If I was going to let the pillars support a round action, I don't think I would want a flat top pillar that has a narrow N/S contact line. I would want one that provides support against rocking sideways too, like the ones LRI uses.

The "sideways rocking" when pillar bedding is controlled by the action screws themselves and the bedding material you shouls be using in conjunction with the pillars. Pillars pretty much require bedding while "action blocks" can be used without, although most will skim bed them as well.

If you bed flat top pilars with a product like Devcon, they are no longer 'flat topped". The added epoxy/metal putty continues that contact point all the way around the action to the part line with the stock.

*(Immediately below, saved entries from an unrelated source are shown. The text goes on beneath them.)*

use axum::{
    extract::{MatchedPath, Request},
    middleware::Next,
    response::Response,
};
use std::time::Instant;

use super::registry::{HTTP_REQUESTS_TOTAL, HTTP_REQUEST_DURATION_SECONDS};

/// Middleware to track HTTP request metrics, labelled by route template
/// (`/users/:id`) rather than the raw path to keep label cardinality bounded.
pub async fn track_metrics(req: Request, next: Next) -> Response {
    let start = Instant::now();
    let method = req.method().to_string();
    let path = req
        .extensions()
        .get::<MatchedPath>()
        .map(|p| p.as_str().to_string())
        .unwrap_or_else(|| "unmatched".to_string());

    let response = next.run(req).await;

    let status = response.status().as_u16().to_string();
    HTTP_REQUESTS_TOTAL
        .with_label_values(&[&method, &path, &status])
        .inc();
    HTTP_REQUEST_DURATION_SECONDS
        .with_label_values(&[&method, &path])
        .observe(start.elapsed().as_secs_f64());

    response
}
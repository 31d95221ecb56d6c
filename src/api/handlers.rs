use axum::{
    extract::{rejection::JsonRejection, Path, State},
    http::{HeaderMap, StatusCode},
    response::{IntoResponse, Json, Response},
};
use serde::{Deserialize, Serialize};
use std::collections::HashMap;
use std::sync::Arc;
use std::time::Instant;
use tokio::sync::RwLock;
use tracing::{info, warn};
use utoipa::ToSchema;

use crate::codec::WireFormat;
use crate::errors::{factory, ErrorContainer, ErrorMap, Errors, Failure};

lazy_static::lazy_static! {
    static ref START_TIME: Instant = Instant::now();
}

pub type AppState = Arc<AppStateInner>;

pub struct AppStateInner {
    pub default_format: WireFormat,
    pub instance_id: String,
    pub users: RwLock<HashMap<u64, User>>,
    pub inventory: HashMap<String, u32>,
}

impl AppStateInner {
    pub fn new(default_format: WireFormat, instance_id: impl Into<String>) -> Self {
        Self {
            default_format,
            instance_id: instance_id.into(),
            users: RwLock::new(HashMap::new()),
            inventory: HashMap::new(),
        }
    }

    pub fn with_inventory<I, S>(mut self, stock: I) -> Self
    where
        I: IntoIterator<Item = (S, u32)>,
        S: Into<String>,
    {
        self.inventory
            .extend(stock.into_iter().map(|(sku, qty)| (sku.into(), qty)));
        self
    }

    fn negotiate(&self, headers: &HeaderMap) -> WireFormat {
        WireFormat::from_accept(headers, self.default_format)
    }
}

/// A failure rendered in the format the client asked for.
pub struct ApiError {
    failure: Failure,
    format: WireFormat,
}

impl ApiError {
    pub fn new(failure: Failure, format: WireFormat) -> Self {
        Self { failure, format }
    }
}

impl IntoResponse for ApiError {
    fn into_response(self) -> Response {
        match self.failure.into_error_response() {
            Ok(response) => match response.render(self.format) {
                Ok(rendered) => rendered,
                Err(failure) => failure.into_response(),
            },
            Err(other) => other.into_response(),
        }
    }
}

#[derive(Debug, Clone, Serialize, Deserialize, ToSchema)]
pub struct User {
    pub id: u64,
    pub name: String,
    pub email: String,
}

/// New user payload
#[derive(Debug, Deserialize, ToSchema)]
pub struct CreateUserRequest {
    #[serde(default)]
    pub name: String,
    #[serde(default)]
    pub email: String,
}

/// Single order line in a batch
#[derive(Debug, Deserialize, ToSchema)]
pub struct OrderRequest {
    pub id: String,
    pub sku: String,
    pub quantity: u32,
}

/// Batch of orders to accept or reject item by item
#[derive(Debug, Deserialize, ToSchema)]
pub struct OrderBatchRequest {
    pub orders: Vec<OrderRequest>,
}

/// Accepted batch
#[derive(Debug, Serialize, ToSchema)]
pub struct OrderBatchResponse {
    pub accepted: Vec<String>,
}

/// Health check endpoint
#[utoipa::path(
    get,
    path = "/health",
    tag = "health",
    responses(
        (status = 200, description = "Service is healthy", body = serde_json::Value)
    )
)]
pub async fn health(State(state): State<AppState>) -> impl IntoResponse {
    Json(serde_json::json!({
        "status": "healthy",
        "service": "structured-errors",
        "version": env!("CARGO_PKG_VERSION"),
        "instance_id": state.instance_id,
        "default_format": state.default_format,
        "uptime_seconds": START_TIME.elapsed().as_secs(),
    }))
}

/// Create a user, reporting every invalid field at once
#[utoipa::path(
    post,
    path = "/users",
    tag = "users",
    request_body = CreateUserRequest,
    responses(
        (status = 201, description = "User created", body = User),
        (status = 400, description = "Invalid fields", body = crate::api::openapi::WireErrors),
        (status = 409, description = "Email already registered", body = crate::api::openapi::WireErrors)
    )
)]
pub async fn create_user(
    State(state): State<AppState>,
    headers: HeaderMap,
    payload: Result<Json<CreateUserRequest>, JsonRejection>,
) -> Result<(StatusCode, Json<User>), ApiError> {
    let format = state.negotiate(&headers);
    register_user(&state, payload)
        .await
        .map(|user| (StatusCode::CREATED, Json(user)))
        .map_err(|failure| ApiError::new(failure, format))
}

async fn register_user(
    state: &AppStateInner,
    payload: Result<Json<CreateUserRequest>, JsonRejection>,
) -> Result<User, Failure> {
    let Json(request) = match payload {
        Ok(json) => json,
        Err(rejection) => return factory::throw_bad_request("body.invalid", rejection.body_text()),
    };
    validate_user(&request)?;

    let mut users = state.users.write().await;
    if users.values().any(|u| u.email == request.email) {
        return factory::throw_conflict("email.taken", "email is already registered");
    }

    let user = User {
        id: users.keys().max().map_or(1, |id| id + 1),
        name: request.name,
        email: request.email,
    };
    users.insert(user.id, user.clone());
    info!(user_id = user.id, "User created");
    Ok(user)
}

fn validate_user(request: &CreateUserRequest) -> Result<(), Failure> {
    let mut errors = Errors::with_status(StatusCode::BAD_REQUEST);
    if request.name.trim().is_empty() {
        errors.add_at("field.required", "name is required", "name")?;
    }
    if request.email.trim().is_empty() {
        errors.add_at("field.required", "email is required", "email")?;
    } else if !request.email.contains('@') {
        errors.add_at("field.invalid", "email must contain '@'", "email")?;
    }

    if errors.has_errors() {
        warn!(count = errors.error_count(), "Rejected user payload");
        return Err(errors.into_failure());
    }
    Ok(())
}

/// Fetch a user by id
#[utoipa::path(
    get,
    path = "/users/{id}",
    tag = "users",
    params(("id" = u64, Path, description = "User id")),
    responses(
        (status = 200, description = "User found", body = User),
        (status = 404, description = "No such user", body = crate::api::openapi::WireErrors)
    )
)]
pub async fn get_user(
    State(state): State<AppState>,
    headers: HeaderMap,
    Path(id): Path<u64>,
) -> Result<Json<User>, ApiError> {
    let format = state.negotiate(&headers);
    let users = state.users.read().await;
    let user = match users.get(&id) {
        Some(user) => Ok(user.clone()),
        None => factory::throw_not_found("user.missing", format!("user {} does not exist", id)),
    };
    user.map(Json).map_err(|failure| ApiError::new(failure, format))
}

/// Accept a batch of orders; failures are reported per order id
#[utoipa::path(
    post,
    path = "/orders/batch",
    tag = "orders",
    request_body = OrderBatchRequest,
    responses(
        (status = 200, description = "All orders accepted", body = OrderBatchResponse),
        (status = 409, description = "Some orders rejected", body = crate::api::openapi::WireErrorMap)
    )
)]
pub async fn batch_orders(
    State(state): State<AppState>,
    headers: HeaderMap,
    Json(request): Json<OrderBatchRequest>,
) -> Result<Json<OrderBatchResponse>, ApiError> {
    let format = state.negotiate(&headers);
    check_orders(&state.inventory, &request.orders)
        .map(|accepted| Json(OrderBatchResponse { accepted }))
        .map_err(|failure| ApiError::new(failure, format))
}

fn check_orders(
    inventory: &HashMap<String, u32>,
    orders: &[OrderRequest],
) -> Result<Vec<String>, Failure> {
    let mut error_map = ErrorMap::with_status(StatusCode::CONFLICT);
    for order in orders {
        match inventory.get(&order.sku) {
            _ if order.quantity == 0 => {
                error_map.put_at(&order.id, "quantity.invalid", "quantity must be positive", "quantity")?;
            }
            None => {
                error_map.put_at(&order.id, "sku.unknown", format!("unknown sku {}", order.sku), "sku")?;
            }
            Some(&stock) if stock < order.quantity => {
                error_map.put(
                    &order.id,
                    "stock.unavailable",
                    format!("only {} left of {}", stock, order.sku),
                )?;
            }
            Some(_) => {}
        }
    }

    if error_map.has_errors() {
        warn!(
            rejected = error_map.error_count(),
            total = orders.len(),
            "Rejected orders in batch"
        );
        return Err(error_map.into_failure());
    }
    Ok(orders.iter().map(|o| o.id.clone()).collect())
}

/// Sample payload showing the negotiated wire format
#[utoipa::path(
    get,
    path = "/errors/sample",
    tag = "errors",
    responses(
        (status = 400, description = "Sample list-form error", body = crate::api::openapi::WireErrors)
    )
)]
pub async fn sample_error(State(state): State<AppState>, headers: HeaderMap) -> ApiError {
    let format = state.negotiate(&headers);
    let failure = match Errors::single_at(400, "field.required", "name is required", "name") {
        Ok(errors) => errors.into_failure(),
        Err(failure) => failure,
    };
    ApiError::new(failure, format)
}
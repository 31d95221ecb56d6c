use serde::Serialize;
use std::collections::BTreeMap;
use utoipa::{OpenApi, ToSchema};

use crate::api::handlers::{
    CreateUserRequest, OrderBatchRequest, OrderBatchResponse, OrderRequest, User,
};

/// One structured error
#[derive(Serialize, ToSchema)]
pub struct WireError {
    /// Machine-readable error code
    #[schema(example = "field.required")]
    pub key: String,
    /// Human-readable description, omitted when absent
    pub description: Option<String>,
    /// Field or parameter the error refers to, omitted when absent
    pub location: Option<String>,
}

/// List-form container; XML root element `errors` with `code` as attribute
#[derive(Serialize, ToSchema)]
pub struct WireErrors {
    /// HTTP status code
    #[schema(example = 400)]
    pub code: u16,
    /// Errors in insertion order. Readers also accept the legacy name `errors`.
    pub error: Vec<WireError>,
}

/// Map-form container keyed by entity; XML root element `errorMap`
#[derive(Serialize, ToSchema)]
pub struct WireErrorMap {
    /// HTTP status code
    #[schema(example = 409)]
    pub code: u16,
    /// Error per failed entity key
    #[serde(rename = "errorMap")]
    pub error_map: BTreeMap<String, WireError>,
}

#[derive(OpenApi)]
#[openapi(
    info(
        title = "Structured Errors Demo",
        version = "0.1.0",
        description = "Demo service returning structured error payloads as JSON or XML, chosen by the Accept header.",
    ),
    paths(
        crate::api::handlers::health,
        crate::api::handlers::create_user,
        crate::api::handlers::get_user,
        crate::api::handlers::batch_orders,
        crate::api::handlers::sample_error,
    ),
    components(
        schemas(
            WireError,
            WireErrors,
            WireErrorMap,
            User,
            CreateUserRequest,
            OrderRequest,
            OrderBatchRequest,
            OrderBatchResponse,
        )
    ),
    tags(
        (name = "health", description = "Health check endpoints"),
        (name = "users", description = "Single-entity validation errors"),
        (name = "orders", description = "Per-item batch errors"),
        (name = "errors", description = "Wire format samples"),
    )
)]
pub struct ApiDoc;

#[cfg(test)]
mod tests {
    use super::*;

    #[test]
    fn test_openapi_lists_error_schemas() {
        let doc = serde_json::to_value(ApiDoc::openapi()).unwrap();
        let schemas = &doc["components"]["schemas"];
        assert!(schemas["WireErrors"]["properties"]["error"].is_object());
        assert!(schemas["WireErrorMap"]["properties"]["errorMap"].is_object());
        assert!(doc["paths"]["/orders/batch"].is_object());
    }
}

If you have a recoil lug with square sides as opposed to one of the "keystone" shaped lugs, you can bed the sides as well. This will add anti-rotation support. If you bed the sides of a "keystone shaped" recoil lug then heat will increase the upward force at that point increasing stress in the action.

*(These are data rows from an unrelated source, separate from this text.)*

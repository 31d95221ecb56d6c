use axum::{
    http::StatusCode,
    response::{IntoResponse, Response},
};
use serde::{Deserialize, Serialize};
use std::fmt;

use super::container::ErrorContainer;
use super::error::Error;
use super::failure::Failure;

/// Container of one or more [`Error`]s reported with a single status code.
///
/// Insertion order is preserved; the first error is usually the primary one.
///
/// ```
/// use structured_errors::errors::{ErrorContainer, Errors};
///
/// let mut errors = Errors::new(400);
/// errors
///     .add_at("field.required", "name is required", "name")?
///     .add_at("field.required", "email is required", "email")?;
///
/// assert!(errors.has_errors());
/// assert_eq!(errors.to_response().status(), 400);
/// # Ok::<(), structured_errors::errors::Failure>(())
/// ```
#[derive(Debug, Clone, PartialEq, Eq, Serialize, Deserialize)]
#[serde(from = "ErrorsRepr")]
pub struct Errors {
    code: u16,
    #[serde(rename = "error", skip_serializing_if = "Vec::is_empty")]
    errors: Vec<Error>,
}

impl Errors {
    /// Empty container.
    pub fn new(code: u16) -> Self {
        Self {
            code,
            errors: Vec::new(),
        }
    }

    pub fn with_status(status: StatusCode) -> Self {
        Self::new(status.as_u16())
    }

    /// Container holding exactly one error.
    pub fn single(
        code: u16,
        key: impl fmt::Display,
        description: impl Into<String>,
    ) -> Result<Self, Failure> {
        let mut errors = Self::new(code);
        errors.add(key, description)?;
        Ok(errors)
    }

    pub fn single_at(
        code: u16,
        key: impl fmt::Display,
        description: impl Into<String>,
        location: impl Into<String>,
    ) -> Result<Self, Failure> {
        let mut errors = Self::new(code);
        errors.add_at(key, description, location)?;
        Ok(errors)
    }

    /// Append an error and return the container for further chaining.
    pub fn add(
        &mut self,
        key: impl fmt::Display,
        description: impl Into<String>,
    ) -> Result<&mut Self, Failure> {
        let error = Error::new(key, description)?;
        Ok(self.push(error))
    }

    /// Append an error tied to a field or parameter.
    pub fn add_at(
        &mut self,
        key: impl fmt::Display,
        description: impl Into<String>,
        location: impl Into<String>,
    ) -> Result<&mut Self, Failure> {
        let error = Error::new(key, description)?.at(location);
        Ok(self.push(error))
    }

    /// Append an already constructed error.
    pub fn push(&mut self, error: Error) -> &mut Self {
        self.errors.push(error);
        self
    }

    /// Overrides the status code. Normal code sets it once at construction.
    pub fn set_code(&mut self, code: u16) {
        self.code = code;
    }

    pub fn iter(&self) -> std::slice::Iter<'_, Error> {
        self.errors.iter()
    }

    pub fn as_slice(&self) -> &[Error] {
        &self.errors
    }
}

impl ErrorContainer for Errors {
    fn code(&self) -> u16 {
        self.code
    }

    fn errors(&self) -> Vec<&Error> {
        self.errors.iter().collect()
    }

    fn error_count(&self) -> usize {
        self.errors.len()
    }
}

impl<'a> IntoIterator for &'a Errors {
    type Item = &'a Error;
    type IntoIter = std::slice::Iter<'a, Error>;

    fn into_iter(self) -> Self::IntoIter {
        self.iter()
    }
}

impl Extend<Error> for Errors {
    fn extend<I: IntoIterator<Item = Error>>(&mut self, iter: I) {
        self.errors.extend(iter);
    }
}

impl IntoResponse for Errors {
    fn into_response(self) -> Response {
        self.into_failure().into_response()
    }
}

/// Decode shape: accepts the canonical `error` field and the legacy `errors` alias.
#[derive(Deserialize)]
struct ErrorsRepr {
    code: u16,
    #[serde(default)]
    error: Vec<Error>,
    #[serde(default)]
    errors: Vec<Error>,
}

impl From<ErrorsRepr> for Errors {
    fn from(repr: ErrorsRepr) -> Self {
        Self {
            code: repr.code,
            errors: canonical_or_legacy(repr.error, repr.errors),
        }
    }
}

/// The canonical list unless it is empty, in which case the legacy one.
/// Every reader resolves the `error`/`errors` pair this way.
pub(crate) fn canonical_or_legacy<T>(canonical: Vec<T>, legacy: Vec<T>) -> Vec<T> {
    if canonical.is_empty() {
        legacy
    } else {
        canonical
    }
}

#[cfg(test)]
mod tests {
    use super::*;
    use serde_json::json;

    #[test]
    fn test_new_container_is_empty() {
        let errors = Errors::with_status(StatusCode::BAD_REQUEST);
        assert_eq!(errors.code(), 400);
        assert!(!errors.has_errors());
    }

    #[test]
    fn test_add_preserves_insertion_order() {
        let mut errors = Errors::new(400);
        errors
            .add_at("key1", "desc1", "loc1")
            .unwrap()
            .add("key2", "desc2")
            .unwrap()
            .push(Error::keyed("key3").unwrap());

        let keys: Vec<&str> = errors.iter().map(Error::key).collect();
        assert_eq!(keys, ["key1", "key2", "key3"]);
        assert_eq!(errors.as_slice()[0].location(), Some("loc1"));
    }

    #[test]
    fn test_add_with_empty_key_leaves_container_untouched() {
        let mut errors = Errors::new(400);
        assert!(errors.add("", "nothing").is_err());
        assert!(!errors.has_errors());
    }

    #[test]
    fn test_required_field_scenario() {
        let mut errors = Errors::new(400);
        errors.add_at("field.required", "name is required", "name").unwrap();

        assert!(errors.has_errors());
        assert_eq!(errors.to_response().status(), 400);

        let value = serde_json::to_value(&errors).unwrap();
        assert_eq!(
            value,
            json!({
                "code": 400,
                "error": [{
                    "key": "field.required",
                    "description": "name is required",
                    "location": "name"
                }]
            })
        );
    }

    #[test]
    fn test_json_reader_accepts_legacy_alias() {
        let legacy = r#"{"code":409,"errors":[{"key":"conflict"}]}"#;
        let errors: Errors = serde_json::from_str(legacy).unwrap();
        assert_eq!(errors, Errors::single(409, "conflict", "ignored").unwrap());
    }

    #[test]
    fn test_json_reader_prefers_canonical_field() {
        let both = r#"{"code":400,"error":[{"key":"a"}],"errors":[{"key":"a"}]}"#;
        let errors: Errors = serde_json::from_str(both).unwrap();
        assert_eq!(errors.error_count(), 1);
    }

    #[test]
    fn test_json_reader_falls_back_when_canonical_is_empty() {
        let both = r#"{"code":400,"error":[],"errors":[{"key":"a","location":"l"}]}"#;
        let errors: Errors = serde_json::from_str(both).unwrap();
        assert_eq!(errors.error_count(), 1);
        assert_eq!(errors.as_slice()[0].location(), Some("l"));
    }

    #[test]
    fn test_into_response_uses_code() {
        let response = Errors::single(404, "user.missing", "no such user")
            .unwrap()
            .into_response();
        assert_eq!(response.status(), StatusCode::NOT_FOUND);
    }
}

Back to the OP, I'm still puzzled why someone would buy a McMillan Stock and then go out to the world of YouTube to figure out how to bed it rather than just following McMillan's instructions. To me that's kind of like buying a Jack Roush built engine and then asking your local shade-tree mechanic for instructions on how to tune it.

Forgive me but the needle on my "Troll Detector" is starting to come off the peg. Getting hard to tell if someone is genuinely asking for suggestions and help or -------
 
I'm just confused because over the past few days I have had people here and everywhere tell me to do completely different things. I'm probably going to do what McMillan says.
 
Just bed over the pillars like Mcm says to do. Use the two point of contact method, headless screws, and don't put any damn bungees or tape around the action while it cures and you will be fine.
 
Just bed over the pillars like Mcm says to do. Use the two point of contact method, headless screws, and don't put any damn bungees or tape around the action while it cures and you will be fine.

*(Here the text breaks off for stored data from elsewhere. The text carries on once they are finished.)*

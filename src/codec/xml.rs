//! XML binding.
//!
//! ```xml
//! <errors code="400"><error><key>k</key><description>d</description></error></errors>
//! <errorMap code="409"><errorMap><entry><key>order-1</key><value><key>k</key></value></entry></errorMap></errorMap>
//! ```
//!
//! XML has no native map, so map entries use the `entry`/`key`/`value` layout that
//! existing clients already parse.

use quick_xml::events::Event;
use quick_xml::Reader;
use serde::{Deserialize, Serialize};

use super::WireFormat;
use crate::errors::list::canonical_or_legacy;
use crate::errors::{Error, ErrorContainer, ErrorMap, Errors, Failure};

#[derive(Debug, Serialize, Deserialize)]
struct XmlError {
    key: String,
    #[serde(default, skip_serializing_if = "Option::is_none")]
    description: Option<String>,
    #[serde(default, skip_serializing_if = "Option::is_none")]
    location: Option<String>,
}

impl From<&Error> for XmlError {
    fn from(error: &Error) -> Self {
        Self {
            key: error.key().to_string(),
            description: error.description().map(str::to_string),
            location: error.location().map(str::to_string),
        }
    }
}

impl TryFrom<XmlError> for Error {
    type Error = Failure;

    fn try_from(xml: XmlError) -> Result<Self, Self::Error> {
        Error::from_parts(xml.key, xml.description, xml.location)
    }
}

#[derive(Debug, Serialize, Deserialize)]
struct XmlErrors {
    #[serde(rename = "@code")]
    code: u16,
    #[serde(rename = "error", default, skip_serializing_if = "Vec::is_empty")]
    error: Vec<XmlError>,
    // Legacy alias, read only.
    #[serde(rename = "errors", default, skip_serializing)]
    legacy: Vec<XmlError>,
}

#[derive(Debug, Serialize, Deserialize)]
struct XmlErrorMap {
    #[serde(rename = "@code")]
    code: u16,
    #[serde(rename = "errorMap", default, skip_serializing_if = "Option::is_none")]
    entries: Option<XmlEntries>,
}

#[derive(Debug, Default, Serialize, Deserialize)]
struct XmlEntries {
    #[serde(default)]
    entry: Vec<XmlEntry>,
}

#[derive(Debug, Serialize, Deserialize)]
struct XmlEntry {
    key: String,
    value: XmlError,
}

fn encode<T: Serialize>(root: &str, value: &T) -> Result<String, Failure> {
    let xml = quick_xml::se::to_string_with_root(root, value)
        .map_err(|e| Failure::encoding(WireFormat::Xml, e))?;
    Ok(protect_edge_whitespace(&xml))
}

fn is_xml_space(c: char) -> bool {
    matches!(c, ' ' | '\t' | '\n' | '\r')
}

/// The deserializer trims text nodes, so whitespace at either end of a value is
/// written as character references, which survive trimming. Carriage returns are
/// always written that way because parsers may normalize line endings.
///
/// The serializer writes no indentation, so any whitespace between `>` and `<`
/// belongs to a text value.
fn protect_edge_whitespace(xml: &str) -> String {
    let mut out = String::with_capacity(xml.len());
    let mut rest = xml;
    while let Some(open) = rest.find('<') {
        push_text(&mut out, &rest[..open]);
        let close = rest[open..].find('>').map_or(rest.len(), |i| open + i + 1);
        out.push_str(&rest[open..close]);
        rest = &rest[close..];
    }
    push_text(&mut out, rest);
    out
}

fn push_text(out: &mut String, text: &str) {
    let body = text.trim_start_matches(is_xml_space);
    let (leading, body) = text.split_at(text.len() - body.len());
    let (body, trailing) = body.split_at(body.trim_end_matches(is_xml_space).len());

    push_char_refs(out, leading);
    out.push_str(&body.replace('\r', "&#13;"));
    push_char_refs(out, trailing);
}

fn push_char_refs(out: &mut String, whitespace: &str) {
    for c in whitespace.chars() {
        out.push_str(&format!("&#{};", u32::from(c)));
    }
}

fn decode<T: for<'de> Deserialize<'de>>(payload: &str) -> Result<T, Failure> {
    quick_xml::de::from_str(payload).map_err(|e| Failure::encoding(WireFormat::Xml, e))
}

pub fn error_to_string(error: &Error) -> Result<String, Failure> {
    encode("error", &XmlError::from(error))
}

pub fn error_from_str(payload: &str) -> Result<Error, Failure> {
    decode::<XmlError>(payload)?.try_into()
}

pub fn errors_to_string(errors: &Errors) -> Result<String, Failure> {
    let xml = XmlErrors {
        code: errors.code(),
        error: errors.iter().map(XmlError::from).collect(),
        legacy: Vec::new(),
    };
    encode("errors", &xml)
}

pub fn errors_from_str(payload: &str) -> Result<Errors, Failure> {
    let xml: XmlErrors = decode(payload)?;
    let mut errors = Errors::new(xml.code);
    for item in canonical_or_legacy(xml.error, xml.legacy) {
        errors.push(item.try_into()?);
    }
    Ok(errors)
}

pub fn error_map_to_string(map: &ErrorMap) -> Result<String, Failure> {
    let entries = map
        .iter()
        .map(|(key, error)| XmlEntry {
            key: key.clone(),
            value: XmlError::from(error),
        })
        .collect::<Vec<_>>();

    let xml = XmlErrorMap {
        code: map.code(),
        entries: (!entries.is_empty()).then_some(XmlEntries { entry: entries }),
    };
    encode("errorMap", &xml)
}

pub fn error_map_from_str(payload: &str) -> Result<ErrorMap, Failure> {
    let xml: XmlErrorMap = decode(payload)?;

    let mut map = ErrorMap::new(xml.code);
    for entry in xml.entries.unwrap_or_default().entry {
        map.put_error(entry.key, entry.value.try_into()?)?;
    }
    Ok(map)
}

/// Name of the document's root element, skipping the prolog and comments.
pub(crate) fn root_name(payload: &str) -> Result<&'static str, Failure> {
    let mut reader = Reader::from_str(payload);
    loop {
        match reader.read_event() {
            Ok(Event::Start(e)) | Ok(Event::Empty(e)) => {
                return match e.local_name().as_ref() {
                    b"errors" => Ok("errors"),
                    b"errorMap" => Ok("errorMap"),
                    b"error" => Ok("error"),
                    other => Err(Failure::encoding(
                        WireFormat::Xml,
                        format!("unexpected root element '{}'", String::from_utf8_lossy(other)),
                    )),
                };
            }
            Ok(Event::Eof) => {
                return Err(Failure::encoding(WireFormat::Xml, "document has no root element"))
            }
            Ok(_) => continue,
            Err(e) => return Err(Failure::encoding(WireFormat::Xml, e)),
        }
    }
}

How do you propose to hold the action against the top of the pillars while the bedding material is curing?
 
How do you propose to hold the action against the top of the pillars while the bedding material is curing?

GRAVITY. He said the pillars were being installed by Mcm. 1.Tape around the barrel at the end of the barrel channel and 2. the tang touching the stock behind the rear action screw, everything else floats, i.e. 2 points of contact. Tape or anything else over the action induces stress.
 
GRAVITY. He said the pillars were being installed by Mcm. 1.Tape around the barrel at the end of the barrel channel and 2. the tang touching the stock behind the rear action screw, everything else floats, i.e. 2 points of contact. Tape or anything else over the action induces stress.


I've found that an old "exercise band" which is a wide piece of rubber about 6 mils or so thick, wrapped around the action and stock does a better job of creating positive contact at the pillar top/action interface. Maximum "force" is about 5-6 lbs, evenly distributed across the action itself. When working with a piece of steel that has a yield strengths exceeding 100,000 psi, I seriously doubt you could measure ANY stess whatever in any action I've bedded. Now for those that like to torque down the action screws, that's another story.

Like I said, that's what I've found works best for me. I'll often put the bedded action and stock "muzzle down" in a rack so there's no barrel weight on the assembly. I also don't use any "runny" or "Pourable" epoxies to bed actions. Devcon Steel or Titanium putty, period.

Results speak for themselves as the rifles I've done shoot the same on the first shot as they do on the last. Nice and accurate cold, hot, or anything in between.